I no longer have a job, but there’s a big difference between being unemployed and being retired. I didn’t lose my job; I reached the end of my work career.
According to the International Labor Organization, last year the COVID 19 pandemic and resulting lockdown caused 114 million people to lose their jobs. That’s equivalent to 255 million full-time jobs. Though many have regained employment, people are still struggling. When my job ended, I was celebrated at work and family members gave me a party.
Three large wildfires are burning in Northern California. Together they have scorched tens of thousands of acres and forced thousands of people from their homes. Families are losing everything but their lives, and it happens fast and unexpectedly.
I, too, am facing loss –of living in my sweet little duplex, of having to let go of personal belongings. But I get to calibrate such pruning with time. There is no rush; I’m not on the clock as I begin to sort through a closet filled with too many items, to decide which miscellaneous kitchen paraphernalia to keep, to appraise what’s stored in boxes in my garage that I haven’t opened since moving here eight years ago. I have the luxury of time to regulate my losses.

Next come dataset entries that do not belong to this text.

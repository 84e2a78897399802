//! Heartbeat payloads exchanged over the HTTP API

use chrono::{DateTime, Utc};
use serde::{Deserialize, Serialize};
use serde_json::{Map, Value};

/// Last-reported device status
#[derive(Debug, Clone, Copy, Default, PartialEq, Eq, Serialize, Deserialize)]
#[serde(rename_all = "lowercase")]
pub enum DeviceStatus {
    #[default]
    Online,
    Offline,
}

impl std::fmt::Display for DeviceStatus {
    fn fmt(&self, f: &mut std::fmt::Formatter<'_>) -> std::fmt::Result {
        match self {
            DeviceStatus::Online => write!(f, "online"),
            DeviceStatus::Offline => write!(f, "offline"),
        }
    }
}

/// Device telemetry attached to a heartbeat
#[derive(Debug, Clone, Default, PartialEq, Serialize, Deserialize)]
#[serde(rename_all = "camelCase")]
pub struct DeviceStats {
    /// Agent or browser user-agent string
    #[serde(default, skip_serializing_if = "Option::is_none")]
    pub ua: Option<String>,
    /// Device category reported by the agent
    #[serde(rename = "type", default, skip_serializing_if = "Option::is_none")]
    pub kind: Option<String>,
    /// CPU usage percentage (0-100)
    #[serde(default, skip_serializing_if = "Option::is_none")]
    pub cpu: Option<f32>,
    /// Used memory in bytes
    #[serde(default, skip_serializing_if = "Option::is_none")]
    pub mem_used: Option<u64>,
    /// Total memory in bytes
    #[serde(default, skip_serializing_if = "Option::is_none")]
    pub mem_total: Option<u64>,
    /// Heartbeats waiting in the agent's offline buffer
    #[serde(default, skip_serializing_if = "Option::is_none")]
    pub buffer_size: Option<usize>,
    /// Any other telemetry, kept verbatim
    #[serde(flatten)]
    pub extra: Map<String, Value>,
}

/// A single status report for one device.
///
/// Doubles as the single-heartbeat request body and as an element of a
/// batch. Fields the core does not interpret are preserved in `extra` so
/// the raw event can be kept in the device's history.
#[derive(Debug, Clone, Default, PartialEq, Serialize, Deserialize)]
#[serde(rename_all = "camelCase")]
pub struct DeviceEvent {
    #[serde(default, skip_serializing_if = "Option::is_none")]
    pub id: Option<String>,
    #[serde(default, skip_serializing_if = "Option::is_none")]
    pub name: Option<String>,
    #[serde(default, skip_serializing_if = "Option::is_none")]
    pub status: Option<DeviceStatus>,
    #[serde(default, skip_serializing_if = "Option::is_none")]
    pub ip: Option<String>,
    #[serde(default, skip_serializing_if = "Option::is_none")]
    pub activity: Option<String>,
    #[serde(default, skip_serializing_if = "Option::is_none")]
    pub stats: Option<DeviceStats>,
    /// When the event was produced; arrival time is used if absent
    #[serde(default, skip_serializing_if = "Option::is_none")]
    pub timestamp: Option<DateTime<Utc>>,
    #[serde(flatten)]
    pub extra: Map<String, Value>,
}

impl DeviceEvent {
    /// Create an event for a device id
    pub fn new(id: impl Into<String>) -> Self {
        Self {
            id: Some(id.into()),
            ..Self::default()
        }
    }

    /// Set the event timestamp
    pub fn at(mut self, timestamp: DateTime<Utc>) -> Self {
        self.timestamp = Some(timestamp);
        self
    }
}

/// Body of `POST /api/devices/heartbeat/batch`
#[derive(Debug, Clone, Default, PartialEq, Serialize, Deserialize)]
#[serde(rename_all = "camelCase")]
pub struct HeartbeatBatch {
    /// Default device id for events that carry none
    #[serde(default, skip_serializing_if = "Option::is_none")]
    pub id: Option<String>,
    #[serde(default, skip_serializing_if = "Option::is_none")]
    pub name: Option<String>,
    pub events: Vec<DeviceEvent>,
}

/// Response to a single heartbeat
#[derive(Debug, Clone, PartialEq, Serialize, Deserialize)]
pub struct HeartbeatAck {
    pub success: bool,
}

/// Response to a batch upload
#[derive(Debug, Clone, PartialEq, Serialize, Deserialize)]
pub struct BatchAck {
    pub success: bool,
    pub count: usize,
}

/// Response to `POST /api/register`
#[derive(Debug, Clone, PartialEq, Serialize, Deserialize)]
pub struct IdentityGrant {
    pub id: String,
}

Facing into my retirement I am both excited and somewhat apprehensive, wondering how to make my finances work for the rest of my life while feeling the exhilaration of newly found freedom. Candidly, I can only see today; I remember yesterday and hope for the future. Today is undisturbed, pleasant, happily abundant. It’s a little like a rope tug-of-war children might play on slippery summer grass. There’s laughter amid the struggle because the day is warm, and the outcome is irrelevant in terms of who gets dinner that night. I remain at peace because my experience of exhilaration versus my feelings of apprehension will not determine future opportunity.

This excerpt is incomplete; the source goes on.